Posted by AGORACOM at 8:33 AM on Wednesday, May 23rd, 2018

  • Completed Seven holes totaling 1,273 metres on the “MR” target
  • Significant silver-copper hosted in fine-grained, clastic sediments was intersected in all 7 holes
  • Hole SV-18-06 returned multiple horizons of mineralization over the entire length of the hole 153.4 metre length averaging 28.9 grams per tonne (g/t) silver equivalent

Glacier Lake Resources Inc. has released results from its maiden diamond drill program on its Silver Vista property located near Smithers, B.C.

Significant silver-copper mineralization hosted in fine-grained, clastic sediments was intersected in all seven holes. Hole SV-18-06 returned multiple horizons of mineralization over the entire length of the hole, with the 153.4 metre length averaging 28.9 grams per tonne (g/t) silver equivalent (Ag Eqv *1), comprised of 16.1 g/t Ag, 0.05 percent copper (% Cu), and 0.10 % zinc (Zn). Hole SV-18-06 was the northernmost hole and the mineralized zone is open and undrilled to the west, north and northwest.

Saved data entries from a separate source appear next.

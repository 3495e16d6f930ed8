//! Display-ready projections of a raw forecast.
//!
//! Everything here is pure: the raw payload, the unit preferences and the
//! current instant go in, derived values come out.

use chrono::{DateTime, Duration, Utc};

use crate::codes;
use crate::raw::{value_at, RawForecast};
use crate::types::{
    Coordinate, DerivedCurrent, DerivedDaily, DerivedHourly, Gradient, TemperatureBand,
    TemperatureRange, UnitPreferences,
};

/// Length of the hourly window shown on the dashboard
pub const HOURLY_WINDOW_HOURS: i64 = 24;

/// Padding added below the coldest and above the warmest daily value
const RANGE_PADDING: i32 = 2;

/// Current conditions, or `None` until both a payload and a location exist.
pub fn current_conditions(
    raw: Option<&RawForecast>,
    location: Option<&Coordinate>,
    units: UnitPreferences,
    now: DateTime<Utc>,
) -> Option<DerivedCurrent> {
    let raw = raw?;
    location?;
    let current = raw.current.as_ref()?;

    let is_day = match raw.today_daylight() {
        Some((sunrise, sunset)) => now >= sunrise && now <= sunset,
        None => true,
    };

    Some(DerivedCurrent {
        time: raw.localize(current.time),
        temperature: units.temperature(current.temperature_2m),
        temperature_celsius: current.temperature_2m,
        wind_speed: units.wind_speed(current.windspeed_10m),
        wind_direction: current.winddirection_10m,
        condition: codes::condition(current.weather_code, is_day),
        humidity: current.relative_humidity_2m,
        surface_pressure: current.surface_pressure,
        visibility: current.visibility,
        cloud_cover: current.cloud_cover,
    })
}

/// Every hourly record converted to display units, in source order.
pub fn map_hourly(raw: Option<&RawForecast>, units: UnitPreferences) -> Vec<DerivedHourly> {
    let Some(raw) = raw else {
        return Vec::new();
    };
    let Some(hourly) = raw.hourly.as_ref() else {
        return Vec::new();
    };

    hourly
        .time
        .iter()
        .enumerate()
        .map(|(i, time)| DerivedHourly {
            time: raw.localize(*time),
            temperature: units.temperature(value_at(&hourly.temperature_2m, i)),
            precipitation_probability: value_at(&hourly.precipitation_probability, i),
            wind_speed: units.wind_speed(value_at(&hourly.windspeed_10m, i)),
            wind_direction: value_at(&hourly.winddirection_10m, i),
            weather_code: value_at(&hourly.weather_code, i),
        })
        .collect()
}

/// Keep the entries falling within `[now, now + 24h]`.
pub fn within_next_day(series: &[DerivedHourly], now: DateTime<Utc>) -> Vec<DerivedHourly> {
    let end = now + Duration::hours(HOURLY_WINDOW_HOURS);
    series
        .iter()
        .filter(|h| {
            let at = h.time.with_timezone(&Utc);
            at >= now && at <= end
        })
        .cloned()
        .collect()
}

/// Hourly records for the next 24 hours.
pub fn hourly_series(
    raw: Option<&RawForecast>,
    units: UnitPreferences,
    now: DateTime<Utc>,
) -> Vec<DerivedHourly> {
    within_next_day(&map_hourly(raw, units), now)
}

/// Every daily record converted to display units. No filtering.
pub fn daily_series(raw: Option<&RawForecast>, units: UnitPreferences) -> Vec<DerivedDaily> {
    let Some(raw) = raw else {
        return Vec::new();
    };
    let Some(daily) = raw.daily.as_ref() else {
        return Vec::new();
    };

    daily
        .time
        .iter()
        .enumerate()
        .filter_map(|(i, date)| {
            // validate() guarantees sunrise/sunset line up with time
            let sunrise = *daily.sunrise.get(i)?;
            let sunset = *daily.sunset.get(i)?;
            Some(DerivedDaily {
                date: *date,
                weather_code: value_at(&daily.weather_code, i),
                temp_max: units.temperature(value_at(&daily.temperature_2m_max, i)),
                temp_min: units.temperature(value_at(&daily.temperature_2m_min, i)),
                sunrise: raw.localize(sunrise),
                sunset: raw.localize(sunset),
                precipitation: units.precipitation(value_at(&daily.precipitation_sum, i)),
                wind_speed: units.wind_speed(value_at(&daily.windspeed_10m_max, i)),
                wind_direction: value_at(&daily.winddirection_10m_dominant, i),
                uv_index: daily
                    .uv_index_max
                    .as_deref()
                    .map(|uv| value_at(uv, i))
                    .unwrap_or(0.0),
            })
        })
        .collect()
}

/// Chart bounds over all daily minima and maxima, padded by two degrees.
pub fn temperature_range(daily: &[DerivedDaily]) -> TemperatureRange {
    let temps = daily.iter().flat_map(|d| [d.temp_min, d.temp_max]);
    let (Some(min), Some(max)) = (temps.clone().min(), temps.max()) else {
        return TemperatureRange::default();
    };
    TemperatureRange {
        min: min - RANGE_PADDING,
        max: max + RANGE_PADDING,
    }
}

/// Whether `now` falls within today's sunrise-sunset window. Defaults to day
/// when there is nothing to compare against.
pub fn is_daytime_now(
    current: Option<&DerivedCurrent>,
    daily: &[DerivedDaily],
    now: DateTime<Utc>,
) -> bool {
    let (Some(_), Some(today)) = (current, daily.first()) else {
        return true;
    };
    now >= today.sunrise.with_timezone(&Utc) && now <= today.sunset.with_timezone(&Utc)
}

/// Background gradient for the current conditions. The band always comes
/// from the Celsius source value, whatever the display unit.
pub fn background_gradient(current: Option<&DerivedCurrent>, is_day: bool) -> Gradient {
    match current {
        None => Gradient::Default,
        Some(current) => Gradient::Band {
            band: TemperatureBand::from_celsius(current.temperature_celsius),
            is_day,
        },
    }
}

#[cfg(test)]
mod tests {
    use super::*;
    use crate::types::{PrecipitationUnit, TemperatureUnit};
    use chrono::TimeZone;
    use serde_json::json;

    fn now() -> DateTime<Utc> {
        Utc.with_ymd_and_hms(2024, 5, 1, 12, 0, 0).unwrap()
    }

    fn local(at: DateTime<Utc>) -> String {
        at.naive_utc().format("%Y-%m-%dT%H:%M").to_string()
    }

    fn forecast(hourly_times: &[DateTime<Utc>], daily: &[(f64, f64)]) -> RawForecast {
        let n = hourly_times.len();
        let days = daily.len();
        let dates: Vec<String> = (0..days)
            .map(|d| (now().date_naive() + Duration::days(d as i64)).to_string())
            .collect();
        let sunrise: Vec<String> = (0..days)
            .map(|d| format!("{}T05:00", now().date_naive() + Duration::days(d as i64)))
            .collect();
        let sunset: Vec<String> = (0..days)
            .map(|d| format!("{}T19:00", now().date_naive() + Duration::days(d as i64)))
            .collect();
        serde_json::from_value(json!({
            "latitude": 52.52,
            "longitude": 13.41,
            "utc_offset_seconds": 0,
            "current": {
                "time": local(now()),
                "temperature_2m": 25.0,
                "windspeed_10m": 10.0,
                "winddirection_10m": 180,
                "weather_code": 82
            },
            "hourly": {
                "time": hourly_times.iter().map(|t| local(*t)).collect::<Vec<_>>(),
                "temperature_2m": vec![20.0; n],
                "precipitation_probability": vec![5; n],
                "windspeed_10m": vec![10.0; n],
                "winddirection_10m": vec![90; n],
                "weather_code": vec![1; n]
            },
            "daily": {
                "time": dates,
                "weather_code": vec![3; days],
                "temperature_2m_max": daily.iter().map(|d| d.1).collect::<Vec<_>>(),
                "temperature_2m_min": daily.iter().map(|d| d.0).collect::<Vec<_>>(),
                "sunrise": sunrise,
                "sunset": sunset,
                "precipitation_sum": vec![0.2; days],
                "windspeed_10m_max": vec![20.0; days],
                "winddirection_10m_dominant": vec![270; days]
            }
        }))
        .unwrap()
    }

    fn location() -> Coordinate {
        Coordinate::named(52.52, 13.41, "Berlin")
    }

    #[test]
    fn test_hourly_window_keeps_next_24_hours() {
        let times = [
            now() - Duration::hours(1),
            now() + Duration::hours(1),
            now() + Duration::hours(23),
            now() + Duration::hours(25),
        ];
        let raw = forecast(&times, &[(10.0, 20.0)]);
        let series = hourly_series(Some(&raw), UnitPreferences::default(), now());
        let kept: Vec<_> = series.iter().map(|h| h.time.with_timezone(&Utc)).collect();
        assert_eq!(kept, vec![times[1], times[2]]);
    }

    #[test]
    fn test_hourly_window_is_inclusive_at_both_ends() {
        let times = [now(), now() + Duration::hours(24)];
        let raw = forecast(&times, &[(10.0, 20.0)]);
        assert_eq!(hourly_series(Some(&raw), UnitPreferences::default(), now()).len(), 2);
    }

    #[test]
    fn test_hourly_respects_utc_offset() {
        let mut raw = forecast(&[now() + Duration::hours(1)], &[(10.0, 20.0)]);
        // Same wall-clock time, but three hours ahead of UTC: the entry is two hours in the past.
        raw.utc_offset_seconds = 3 * 3600;
        assert!(hourly_series(Some(&raw), UnitPreferences::default(), now()).is_empty());
    }

    #[test]
    fn test_no_raw_data_yields_empty_series() {
        assert!(hourly_series(None, UnitPreferences::default(), now()).is_empty());
        assert!(daily_series(None, UnitPreferences::default()).is_empty());
        assert!(current_conditions(None, Some(&location()), UnitPreferences::default(), now())
            .is_none());
    }

    #[test]
    fn test_current_conditions_need_location() {
        let raw = forecast(&[], &[(10.0, 20.0)]);
        assert!(current_conditions(Some(&raw), None, UnitPreferences::default(), now()).is_none());
    }

    #[test]
    fn test_daily_series_keeps_every_day() {
        let days = [(1.0, 2.0); 7];
        let raw = forecast(&[], &days);
        let series = daily_series(Some(&raw), UnitPreferences::default());
        assert_eq!(series.len(), 7);
        assert_eq!(series[0].date, now().date_naive());
        assert_eq!(series[0].uv_index, 0.0);
        assert_eq!(series[6].wind_direction, 270.0);
    }

    #[test]
    fn test_daily_uv_index_nulls_read_as_zero() {
        let mut raw = forecast(&[], &[(1.0, 2.0), (3.0, 4.0)]);
        if let Some(daily) = raw.daily.as_mut() {
            daily.uv_index_max = Some(vec![Some(5.5), None]);
        }
        let series = daily_series(Some(&raw), UnitPreferences::default());
        assert_eq!(series[0].uv_index, 5.5);
        assert_eq!(series[1].uv_index, 0.0);
    }

    #[test]
    fn test_daily_converts_units() {
        let raw = forecast(&[], &[(0.0, 25.0)]);
        let units = UnitPreferences {
            temperature: TemperatureUnit::Fahrenheit,
            ..UnitPreferences::default()
        };
        let series = daily_series(Some(&raw), units);
        assert_eq!(series[0].temp_min, 32);
        assert_eq!(series[0].temp_max, 77);
    }

    #[test]
    fn test_daily_precipitation_in_inches() {
        let mut raw = forecast(&[], &[(1.0, 2.0), (3.0, 4.0)]);
        if let Some(daily) = raw.daily.as_mut() {
            daily.precipitation_sum = vec![Some(25.4), Some(5.0)];
        }
        let inches = UnitPreferences {
            precipitation: PrecipitationUnit::Inch,
            ..UnitPreferences::default()
        };
        let series = daily_series(Some(&raw), inches);
        assert_eq!(series[0].precipitation, 1.0);
        assert_eq!(series[1].precipitation, 0.2);

        let series = daily_series(Some(&raw), UnitPreferences::default());
        assert_eq!(series[0].precipitation, 25.4);
    }

    #[test]
    fn test_temperature_range_pads_outward() {
        let raw = forecast(&[], &[(10.0, 20.0), (5.0, 25.0)]);
        let series = daily_series(Some(&raw), UnitPreferences::default());
        assert_eq!(temperature_range(&series), TemperatureRange { min: 3, max: 27 });
    }

    #[test]
    fn test_temperature_range_default_when_empty() {
        assert_eq!(temperature_range(&[]), TemperatureRange { min: 0, max: 30 });
    }

    #[test]
    fn test_current_conditions_day_and_night() {
        let raw = forecast(&[], &[(10.0, 20.0)]);
        let units = UnitPreferences::default();
        let noon = current_conditions(Some(&raw), Some(&location()), units, now()).unwrap();
        assert!(noon.condition.is_day);
        assert_eq!(noon.condition.description, "Violent rain showers");

        let midnight = now() + Duration::hours(11);
        let late = current_conditions(Some(&raw), Some(&location()), units, midnight).unwrap();
        assert!(!late.condition.is_day);
    }

    #[test]
    fn test_current_conditions_default_to_day_without_daily() {
        let mut raw = forecast(&[], &[(10.0, 20.0)]);
        raw.daily = None;
        let late = now() + Duration::hours(11);
        let current =
            current_conditions(Some(&raw), Some(&location()), UnitPreferences::default(), late)
                .unwrap();
        assert!(current.condition.is_day);
    }

    #[test]
    fn test_is_daytime_now() {
        let raw = forecast(&[], &[(10.0, 20.0)]);
        let units = UnitPreferences::default();
        let current = current_conditions(Some(&raw), Some(&location()), units, now());
        let daily = daily_series(Some(&raw), units);

        assert!(is_daytime_now(current.as_ref(), &daily, now()));
        assert!(!is_daytime_now(
            current.as_ref(),
            &daily,
            now() + Duration::hours(8)
        ));
        assert!(is_daytime_now(None, &daily, now() + Duration::hours(8)));
        assert!(is_daytime_now(current.as_ref(), &[], now() + Duration::hours(8)));
    }

    #[test]
    fn test_gradient_boundary_ignores_display_unit() {
        let raw = forecast(&[], &[(10.0, 20.0)]);
        let units = UnitPreferences {
            temperature: TemperatureUnit::Fahrenheit,
            ..UnitPreferences::default()
        };
        let current = current_conditions(Some(&raw), Some(&location()), units, now()).unwrap();
        assert_eq!(current.temperature, 77);
        assert_eq!(
            background_gradient(Some(&current), true),
            Gradient::Band {
                band: TemperatureBand::Warm,
                is_day: true
            }
        );
    }

    #[test]
    fn test_gradient_default_without_current() {
        assert_eq!(background_gradient(None, false), Gradient::Default);
        assert_eq!(
            background_gradient(None, false).token(),
            "from-cyan-400 via-teal-500 to-blue-600"
        );
    }

    #[test]
    fn test_wind_speed_in_mph() {
        let raw = forecast(&[now() + Duration::hours(2)], &[(10.0, 20.0)]);
        let units = UnitPreferences {
            windspeed: crate::types::WindSpeedUnit::Mph,
            ..UnitPreferences::default()
        };
        let current = current_conditions(Some(&raw), Some(&location()), units, now()).unwrap();
        assert_eq!(current.wind_speed, 6);
        let hourly = hourly_series(Some(&raw), units, now());
        assert_eq!(hourly[0].wind_speed, 6);
    }
}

“Results from our maiden drill program on the Silver Vista ‘MR’ target support a large mineralizing system, with excellent potential to expand the silver-copper zones to the northwest and west,” says Saf Dhillon, President and Chief Executive Officer. Surface work will resume in June to refine the multiple soil geochemistry targets prior to a Phase 2 drill program. The company is fully permitted for 10,000 metres of drilling at upward of 40 sites.

The drill results were interpreted and assessed based on copper equivalent grades (Cu Eqv) of +/= 0.50 % Cu Eqv., and +/= 0.20% Cu Eqv.

The following are the intercepts base on +/= 0.50 % Cu Eqv.:

*1 {A –} Copper and silver equivalents are calculated based on the values of copper, silver and zinc, and metal prices of $16.50/ounce for silver, $3.05/lb for copper and $1.35/lb for zinc.

Seven holes, totaling 1,273 metres were completed on the “MR” target, representing the first drilling on the Silver Vista property since the initial 1991-1992 Equity Silver Mines Ltd. (a division of Placer Dome Inc., now Barrick Gold Corp.) program of 1,252.5 metres in 14 holes. Preliminary interpretations include:

A large, mineralizing system is indicated, with multiple, stacked zones of silver, copper and zinc mineralization occurring from outcrops to depths over 200 metres. Hole SV18-06 was mineralized from the overburden collar (4.6 m) to a depth of 157. 9 meters. Holes SV18-04 was mineralized from the collar to 49.0 meters, and hole SV18-07 was mineralized from the collar to 43.0 meters (see table below).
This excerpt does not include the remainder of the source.